Macroeconomic and sectoral policies are fairly similar among
the various geographical regions and countries. Macroeconomic
and institutional policies follow mainstream economic theory
and are intended to provide a conducive market environment.
Livestock sector policies, however, are not explicitly designed
to be pro-poor. The stated policy objective for the livestock
sector is usually to increase livestock production rather
than to mitigate poverty. Consequently, policies for ‘establishing
the basics’ receive low attention and issues such as
access to land, water and insurance are treated en-passant.

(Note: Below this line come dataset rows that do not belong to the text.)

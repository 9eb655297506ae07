// Unsigned transaction assembly. Everything returned here is a base64 wire
// transaction with empty signature slots; the caller's wallet signs.

use crate::error::CoreError;
use crate::fees::total_price;
use crate::marketplace::{CollectionBidParams, MarketplaceClient, NftBuyParams};
use crate::models::Mint;
use crate::rpc_client::ChainClient;
use base64::{engine::general_purpose::STANDARD as Base64Engine, Engine as _};
use log::debug;
use solana_program::system_instruction;
use solana_sdk::hash::Hash;
use solana_sdk::pubkey::Pubkey;
use solana_sdk::transaction::Transaction;
use std::str::FromStr;
use std::sync::Arc;

/// Anti-abuse fee collected by the probe transaction, in lamports.
pub const PROBE_FEE_LAMPORTS: u64 = 1000;

/// Treasury receiving the probe fee.
pub const PROBE_FEE_TREASURY: &str = "X6n2p9QCS2fWEmx1d6bVpRDMBZC82mvKqVyRVJ8qMv5";

pub struct TxAssembler {
    chain: Arc<dyn ChainClient>,
    market: Arc<dyn MarketplaceClient>,
}

impl TxAssembler {
    pub fn new(chain: Arc<dyn ChainClient>, market: Arc<dyn MarketplaceClient>) -> Self {
        Self { chain, market }
    }

    /// No-op anti-abuse transaction: a single transfer of
    /// [`PROBE_FEE_LAMPORTS`] from `payer` to the treasury, fee payer set to
    /// `payer`, bound to the latest blockhash.
    pub async fn probe_transaction(&self, payer: &str) -> Result<String, CoreError> {
        let payer_pk = Pubkey::from_str(payer)
            .map_err(|e| CoreError::InvalidAddress(format!("{}: {}", payer, e)))?;
        let treasury = Pubkey::from_str(PROBE_FEE_TREASURY)
            .map_err(|e| CoreError::InvalidAddress(format!("{}: {}", PROBE_FEE_TREASURY, e)))?;

        let blockhash = self.chain.latest_blockhash().await?;
        let recent = Hash::from_str(&blockhash)
            .map_err(|e| CoreError::Rpc(format!("bad blockhash {}: {}", blockhash, e)))?;

        let transfer = system_instruction::transfer(&payer_pk, &treasury, PROBE_FEE_LAMPORTS);
        let mut transaction = Transaction::new_with_payer(&[transfer], Some(&payer_pk));
        transaction.message.recent_blockhash = recent;
        serialize_unsigned(&transaction)
    }

    /// Collection bid built by the marketplace, quantity fixed at 1.
    /// `Ok(None)` means the marketplace could not produce a transaction.
    pub async fn bid_transaction(
        &self,
        owner: &str,
        price_sol: f64,
        collection_id: &str,
    ) -> Result<Option<String>, CoreError> {
        let blockhash = self.chain.latest_blockhash().await?;
        debug!("bid on {} bound to blockhash {}", collection_id, blockhash);

        self.market
            .collection_bid_transaction(CollectionBidParams {
                owner_address: owner.to_string(),
                price_sol,
                quantity: 1,
                collection_id: collection_id.to_string(),
                latest_blockhash: blockhash,
            })
            .await
    }

    /// Buy of a specific listing at its total price (royalty and marketplace
    /// fee included), bound to a finalized blockhash.
    pub async fn buy_transaction(
        &self,
        mint: &Mint,
        buyer: &str,
    ) -> Result<Option<String>, CoreError> {
        let blockhash = self.chain.finalized_blockhash().await?;

        let price = mint.listing.price_lamports()?;
        let total = total_price(price, mint.royalty_bps, &mint.listing.source);
        debug!(
            "buy {} for {} lamports total, blockhash {}",
            mint.mint, total, blockhash
        );

        self.market
            .nft_buy_transaction(NftBuyParams {
                mint_address: mint.mint.clone(),
                owner_address: mint.listing.seller.clone(),
                buyer_address: buyer.to_string(),
                price: total,
                latest_blockhash: blockhash,
            })
            .await
    }
}

fn serialize_unsigned(transaction: &Transaction) -> Result<String, CoreError> {
    let bytes = bincode::serialize(transaction)
        .map_err(|e| CoreError::Transaction(format!("serialize failed: {}", e)))?;
    Ok(Base64Engine.encode(bytes))
}
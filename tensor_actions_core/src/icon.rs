// Social-card URL construction for the external image-rendering service.

use crate::error::CoreError;
use crate::format::{format_token_amount, lamports_to_sol};
use crate::models::Collection;
use url::Url;

/// Build the image-service URL carrying a collection's market stats as query
/// parameters. Construction only; the render happens in the image service.
pub fn icon_url(image_service_url: &str, collection: &Collection) -> Result<String, CoreError> {
    let stats = &collection.stats;
    let buy_now = stats.buy_now_lamports().unwrap_or(0) as f64;
    let sell_now = stats.sell_now_lamports().unwrap_or(0) as f64;
    // Percentage gap between buy and sell net-fee prices.
    let spread = if buy_now > 0.0 {
        (1.0 - sell_now / buy_now) * 100.0
    } else {
        0.0
    };

    let mut url = Url::parse(image_service_url)
        .map_err(|e| CoreError::Validation(format!("invalid image service URL: {}", e)))?;
    url.query_pairs_mut()
        .append_pair("name", &collection.name)
        .append_pair("icon", &collection.image_uri)
        .append_pair("collId", &collection.coll_id)
        .append_pair("spread", &format_token_amount(spread))
        .append_pair("buyNow", &format_token_amount(lamports_to_sol(buy_now)))
        .append_pair("sellNow", &format_token_amount(lamports_to_sol(sell_now)))
        .append_pair("listed", &stats.num_listed.to_string())
        .append_pair(
            "marketCap",
            &(lamports_to_sol(stats.market_cap_lamports()).floor() as u64).to_string(),
        )
        .append_pair(
            "volume",
            &(lamports_to_sol(stats.volume_24h_lamports()).floor() as u64).to_string(),
        )
        .append_pair("numMints", &stats.num_mints.to_string());

    Ok(url.to_string())
}
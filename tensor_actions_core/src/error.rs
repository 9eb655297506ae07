use thiserror::Error;

#[derive(Error, Debug)]
pub enum CoreError {
    #[error("Configuration error: {0}")]
    Config(#[from] config::ConfigError),

    #[error("Validation error: {0}")]
    Validation(String),

    #[error("Invalid address: {0}")]
    InvalidAddress(String),

    #[error("JSON error: {0}")]
    Json(#[from] serde_json::Error),

    #[error("Initialization error: {0}")]
    Init(String),

    #[error("RPC error: {0}")]
    Rpc(String),

    #[error("Marketplace API error: {0}")]
    Api(String),

    #[error("Transaction error: {0}")]
    Transaction(String),

    #[error("Not found: {0}")]
    NotFound(String),

    #[error("Invalid input: {0}")]
    InvalidInput(String),
}
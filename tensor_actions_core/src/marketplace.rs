// Marketplace abstraction - the Tensor REST API seen through a trait so the
// directory, action builder, and assembler can be exercised against mocks

use crate::error::CoreError;
use crate::models::{Collection, Mint};
use async_trait::async_trait;

/// Result type for marketplace operations
pub type ApiResult<T> = Result<T, CoreError>;

/// Parameters for the marketplace collection-bid transaction builder.
#[derive(Debug, Clone, PartialEq)]
pub struct CollectionBidParams {
    pub owner_address: String,
    /// Bid price in SOL, as entered by the user.
    pub price_sol: f64,
    pub quantity: u32,
    pub collection_id: String,
    pub latest_blockhash: String,
}

/// Parameters for the marketplace buy transaction builder.
#[derive(Debug, Clone, PartialEq)]
pub struct NftBuyParams {
    pub mint_address: String,
    /// Seller of the listing.
    pub owner_address: String,
    pub buyer_address: String,
    /// Total price in lamports including royalty and marketplace fee.
    pub price: f64,
    pub latest_blockhash: String,
}

#[async_trait]
pub trait MarketplaceClient: Send + Sync {
    /// Top collections ranked by 24-hour volume, best first.
    async fn collections_by_24h_volume(&self, limit: usize) -> ApiResult<Vec<Collection>>;

    /// Resolve a human-readable slug through the marketplace's own search.
    async fn find_collection_by_slug(&self, slug: &str) -> ApiResult<Option<Collection>>;

    /// Active listings for a collection, cheapest first.
    async fn listings_by_collection(&self, coll_id: &str) -> ApiResult<Vec<Mint>>;

    /// Serialized collection-bid transaction, or `None` when the
    /// marketplace cannot produce one.
    async fn collection_bid_transaction(
        &self,
        params: CollectionBidParams,
    ) -> ApiResult<Option<String>>;

    /// Serialized buy transaction, or `None` when the marketplace cannot
    /// produce one.
    async fn nft_buy_transaction(&self, params: NftBuyParams) -> ApiResult<Option<String>>;
}
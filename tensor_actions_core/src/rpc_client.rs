// Chain RPC abstraction - keeps transaction assembly testable without a validator

use crate::error::CoreError;
use async_trait::async_trait;

/// Result type for RPC operations
pub type RpcResult<T> = Result<T, CoreError>;

/// Minimal view of the chain RPC needed to bind transactions to a recent
/// blockhash.
#[async_trait]
pub trait ChainClient: Send + Sync {
    /// Latest blockhash at the client's default commitment.
    async fn latest_blockhash(&self) -> RpcResult<String>;

    /// Latest blockhash at finalized commitment; slower, but the returned
    /// hash cannot be orphaned while the caller's wallet reviews the
    /// transaction.
    async fn finalized_blockhash(&self) -> RpcResult<String>;
}
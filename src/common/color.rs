//! Defines the RGB color carried by every body for the renderer.

/// An RGB color with components in [0, 1].
#[derive(Debug, Clone, Copy, PartialEq)]
pub struct Color {
    pub r: f64,
    pub g: f64,
    pub b: f64,
}

impl Color {
    pub const BLACK: Color = Color {
        r: 0.0,
        g: 0.0,
        b: 0.0,
    };
    pub const WHITE: Color = Color {
        r: 1.0,
        g: 1.0,
        b: 1.0,
    };

    /// Creates a new color, clamping each component to [0, 1].
    pub fn new(r: f64, g: f64, b: f64) -> Self {
        Color {
            r: r.clamp(0.0, 1.0),
            g: g.clamp(0.0, 1.0),
            b: b.clamp(0.0, 1.0),
        }
    }
}
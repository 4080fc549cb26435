pub mod factory;
pub mod polygon;

pub use polygon::Polygon;
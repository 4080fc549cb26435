pub mod color;
pub mod surface;

pub use color::Color;
pub use surface::SurfaceInfo;
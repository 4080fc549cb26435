use crate::math::aabb::Aabb;
use crate::math::vec2::Vec2;

/// An ordered sequence of vertices defining a body's boundary in world
/// coordinates.
///
/// Vertices keep whatever winding order they were constructed with; the sign
/// of [`signed_area`](Polygon::signed_area) reflects it (counter-clockwise
/// positive). An empty polygon is permitted as a placeholder, but area and
/// centroid are only meaningful with at least 3 vertices.
#[derive(Debug, Clone, PartialEq, Default)]
pub struct Polygon {
    pub vertices: Vec<Vec2>,
}

impl Polygon {
    /// Creates a polygon from a list of vertices, in order.
    pub fn new(vertices: Vec<Vec2>) -> Self {
        Polygon { vertices }
    }

    /// Calculates the signed area using the shoelace formula.
    /// Positive for counter-clockwise winding, negative for clockwise.
    /// Returns 0 for polygons with fewer than 3 vertices.
    pub fn signed_area(&self) -> f64 {
        let n = self.vertices.len();
        if n < 3 {
            return 0.0;
        }
        let mut sum = 0.0;
        for i in 0..n {
            let v1 = self.vertices[i];
            let v2 = self.vertices[(i + 1) % n];
            sum += v1.cross(v2);
        }
        sum / 2.0
    }

    /// Calculates the unsigned area.
    pub fn area(&self) -> f64 {
        self.signed_area().abs()
    }

    /// Calculates the centroid (center of mass for uniform density) from the
    /// per-edge cross products, normalized by `6 * signed_area`.
    ///
    /// Panics on a degenerate polygon (signed area of zero).
    pub fn centroid(&self) -> Vec2 {
        let signed_area = self.signed_area();
        assert!(signed_area != 0.0, "centroid of a degenerate polygon");

        let n = self.vertices.len();
        let mut cx = 0.0;
        let mut cy = 0.0;
        for i in 0..n {
            let v1 = self.vertices[i];
            let v2 = self.vertices[(i + 1) % n];
            let cross = v1.cross(v2);
            cx += (v1.x + v2.x) * cross;
            cy += (v1.y + v2.y) * cross;
        }
        Vec2::new(cx / (6.0 * signed_area), cy / (6.0 * signed_area))
    }

    /// Translates every vertex by `delta`, in place.
    pub fn translate(&mut self, delta: Vec2) {
        for v in &mut self.vertices {
            *v += delta;
        }
    }

    /// Rigidly rotates the polygon by `angle` radians about `pivot`,
    /// counter-clockwise for positive angles, in place.
    pub fn rotate(&mut self, angle: f64, pivot: Vec2) {
        // Move the pivot to the origin, rotate there, move back.
        self.translate(-pivot);
        for v in &mut self.vertices {
            *v = v.rotate(angle);
        }
        self.translate(pivot);
    }

    /// Returns the bounding box of the vertices, or `None` for an empty
    /// polygon.
    pub fn bounds(&self) -> Option<Aabb> {
        Aabb::from_points(&self.vertices)
    }
}
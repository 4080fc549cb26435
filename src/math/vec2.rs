use std::ops::{Add, AddAssign, Mul, Neg, Sub, SubAssign};

/// A 2D vector (or point) with `f64` components.
///
/// Value type: every operation returns a new vector.
#[derive(Debug, Clone, Copy, PartialEq, Default)]
pub struct Vec2 {
    pub x: f64,
    pub y: f64,
}

impl Vec2 {
    pub const ZERO: Vec2 = Vec2 { x: 0.0, y: 0.0 };

    /// Creates a new Vec2.
    pub fn new(x: f64, y: f64) -> Self {
        Self { x, y }
    }

    /// Calculates the dot product of two vectors.
    pub fn dot(self, other: Self) -> f64 {
        self.x * other.x + self.y * other.y
    }

    /// Calculates the 2D scalar cross product (z-component of the 3D cross
    /// product). Signed: positive when `other` is counter-clockwise of `self`.
    pub fn cross(self, other: Self) -> f64 {
        self.x * other.y - self.y * other.x
    }

    /// Calculates the squared magnitude of the vector.
    /// Avoids the square root when only comparisons are needed.
    pub fn magnitude_squared(self) -> f64 {
        self.dot(self)
    }

    /// Calculates the magnitude (length) of the vector.
    pub fn magnitude(self) -> f64 {
        self.magnitude_squared().sqrt()
    }

    /// Calculates the distance between two points.
    pub fn distance(self, other: Self) -> f64 {
        (self - other).magnitude()
    }

    /// Rotates the vector by `angle` radians, counter-clockwise for positive
    /// angles.
    pub fn rotate(self, angle: f64) -> Self {
        let cos_a = angle.cos();
        let sin_a = angle.sin();
        Self::new(
            self.x * cos_a - self.y * sin_a,
            self.x * sin_a + self.y * cos_a,
        )
    }

    /// Returns the unit vector pointing in the same direction.
    ///
    /// Panics on a zero-magnitude vector; callers must guarantee non-zero
    /// input.
    pub fn unit(self) -> Self {
        let mag = self.magnitude();
        assert!(mag != 0.0, "unit() requires a non-zero vector");
        self * (1.0 / mag)
    }
}

impl Add for Vec2 {
    type Output = Self;

    fn add(self, other: Self) -> Self {
        Self {
            x: self.x + other.x,
            y: self.y + other.y,
        }
    }
}

impl Sub for Vec2 {
    type Output = Self;

    fn sub(self, other: Self) -> Self {
        Self {
            x: self.x - other.x,
            y: self.y - other.y,
        }
    }
}

// Scalar multiplication, Vec2 * f64
impl Mul<f64> for Vec2 {
    type Output = Self;

    fn mul(self, scalar: f64) -> Self {
        Self {
            x: self.x * scalar,
            y: self.y * scalar,
        }
    }
}

// Scalar multiplication, f64 * Vec2
impl Mul<Vec2> for f64 {
    type Output = Vec2;

    fn mul(self, vec: Vec2) -> Vec2 {
        vec * self
    }
}

impl AddAssign for Vec2 {
    fn add_assign(&mut self, rhs: Self) {
        self.x += rhs.x;
        self.y += rhs.y;
    }
}

impl SubAssign for Vec2 {
    fn sub_assign(&mut self, rhs: Self) {
        self.x -= rhs.x;
        self.y -= rhs.y;
    }
}

// -v == ZERO - v
impl Neg for Vec2 {
    type Output = Self;

    fn neg(self) -> Self {
        Vec2::ZERO - self
    }
}

#[cfg(test)]
mod tests {
    use super::*;
    use proptest::prelude::*;
    use std::f64::consts::PI;
    const EPSILON: f64 = 1e-10;

    #[test]
    fn test_vec2_add_sub() {
        let v1 = Vec2::new(1.0, 2.0);
        let v2 = Vec2::new(3.0, 4.0);
        assert_eq!(v1 + v2, Vec2::new(4.0, 6.0));
        assert_eq!(v2 - v1, Vec2::new(2.0, 2.0));
    }

    #[test]
    fn test_vec2_neg() {
        let v = Vec2::new(3.0, -4.0);
        assert_eq!(-v, Vec2::new(-3.0, 4.0));
        assert_eq!(-Vec2::ZERO, Vec2::ZERO);
    }

    #[test]
    fn test_vec2_scalar_mul() {
        let v = Vec2::new(1.0, 2.0);
        assert_eq!(v * 3.0, Vec2::new(3.0, 6.0));
        assert_eq!(3.0 * v, Vec2::new(3.0, 6.0));
    }

    #[test]
    fn test_vec2_dot() {
        let v1 = Vec2::new(1.0, 2.0);
        let v2 = Vec2::new(3.0, 4.0);
        assert!((v1.dot(v2) - 11.0).abs() < EPSILON);
    }

    #[test]
    fn test_vec2_cross_sign() {
        let v1 = Vec2::new(1.0, 0.0);
        let v2 = Vec2::new(0.0, 1.0);
        assert!((v1.cross(v2) - 1.0).abs() < EPSILON);
        assert!((v2.cross(v1) + 1.0).abs() < EPSILON);
        assert!((v1.cross(v1) - 0.0).abs() < EPSILON);
    }

    #[test]
    fn test_vec2_magnitude() {
        let v = Vec2::new(3.0, 4.0);
        assert!((v.magnitude() - 5.0).abs() < EPSILON);
        assert!((v.magnitude_squared() - 25.0).abs() < EPSILON);
        assert!((Vec2::ZERO.magnitude() - 0.0).abs() < EPSILON);
    }

    #[test]
    fn test_vec2_distance() {
        let v1 = Vec2::new(1.0, 2.0);
        let v2 = Vec2::new(4.0, 6.0);
        assert!((v1.distance(v2) - 5.0).abs() < EPSILON);
        assert!((v2.distance(v1) - 5.0).abs() < EPSILON);
    }

    #[test]
    fn test_vec2_rotate() {
        let v = Vec2::new(1.0, 0.0);

        // Counter-clockwise quarter turn
        let v90 = v.rotate(PI / 2.0);
        assert!((v90.x - 0.0).abs() < EPSILON);
        assert!((v90.y - 1.0).abs() < EPSILON);

        let v180 = v.rotate(PI);
        assert!((v180.x - -1.0).abs() < EPSILON);
        assert!((v180.y - 0.0).abs() < EPSILON);

        let v_neg90 = v.rotate(-PI / 2.0);
        assert!((v_neg90.x - 0.0).abs() < EPSILON);
        assert!((v_neg90.y - -1.0).abs() < EPSILON);
    }

    #[test]
    fn test_vec2_unit() {
        let v = Vec2::new(3.0, 4.0);
        let u = v.unit();
        assert!((u.magnitude() - 1.0).abs() < EPSILON);
        assert!((u.x - 0.6).abs() < EPSILON);
        assert!((u.y - 0.8).abs() < EPSILON);
    }

    #[test]
    #[should_panic]
    fn test_vec2_unit_zero_vector() {
        Vec2::ZERO.unit();
    }

    proptest! {
        #[test]
        fn unit_has_magnitude_one(x in -1e6..1e6f64, y in -1e6..1e6f64) {
            prop_assume!(x.abs() > 1e-9 || y.abs() > 1e-9);
            let u = Vec2::new(x, y).unit();
            prop_assert!((u.magnitude() - 1.0).abs() < 1e-9);
        }

        #[test]
        fn rotate_preserves_magnitude(
            x in -1e3..1e3f64,
            y in -1e3..1e3f64,
            angle in -10.0..10.0f64,
        ) {
            let v = Vec2::new(x, y);
            prop_assert!((v.rotate(angle).magnitude() - v.magnitude()).abs() < 1e-6);
        }
    }
}
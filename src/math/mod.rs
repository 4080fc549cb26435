pub mod aabb;
pub mod vec2;

pub use aabb::Aabb;
pub use vec2::Vec2;
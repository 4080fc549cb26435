//! Defines the surface descriptor cars drive over.

/// A friction/elasticity modifier for the surface a car rests on.
/// Immutable after construction; attached to a body as opaque info and
/// queried by downcast.
#[derive(Debug, Clone, Copy, PartialEq)]
pub struct SurfaceInfo {
    coefficient: f64,
}

impl SurfaceInfo {
    /// Creates a surface descriptor with the given surface coefficient.
    pub fn new(coefficient: f64) -> Self {
        SurfaceInfo { coefficient }
    }

    /// Returns the surface coefficient.
    pub fn coefficient(&self) -> f64 {
        self.coefficient
    }
}

#[cfg(test)]
mod tests {
    use super::*;

    #[test]
    fn test_surface_info_coefficient() {
        let surface = SurfaceInfo::new(0.85);
        assert_eq!(surface.coefficient(), 0.85);
    }
}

Conversely, national policy documents emphasize the importance
of interventions to ‘kick-start domestic markets’,
with a focus on input over output markets: reforms are undertaken
in credit markets and in animal health and extension service
delivery, while marketing and market information are only
marginally addressed. Finally, some attention is paid to policies
aimed at ‘expanding and supporting livestock production’
in the long run. Research has been reformed, either through
centralizing or decentralizing research institutes, and countries
are increasingly opening their markets and willing to satisfy
international sanitary standards.
Conclusions and Recommendations
In the case study countries, with a view to rural poverty
reduction, the current policy framework appears unbalanced
under two perspectives. First, it implicitly focuses on livestock
production and productivity, rather than on poor livestock
holders and their livelihoods. Second, current policies are
biased towards ‘kick-starting domestic livestock markets’
and ‘expanding to international output markets’.
Yet, secure access to basic production inputs and reduced
vulnerability are key elements for poor livestock holders
to efficiently respond to policies designed to ‘kick-starting’
and ‘expanding’ markets and hence to escape poverty.
Governments should be more aware of the causal links between
livestock sector development and poverty reduction, and take
the poor livestock-producing household rather than a production
function as the entry point for policy design. This would
imply focusing not only on technical issues and market policies
but also on strategies promoting access to basic resources,
and reducing vulnerability and transaction costs of small
livestock producers. Only then will input and output market
policies be effective, sustainable and pro-poor.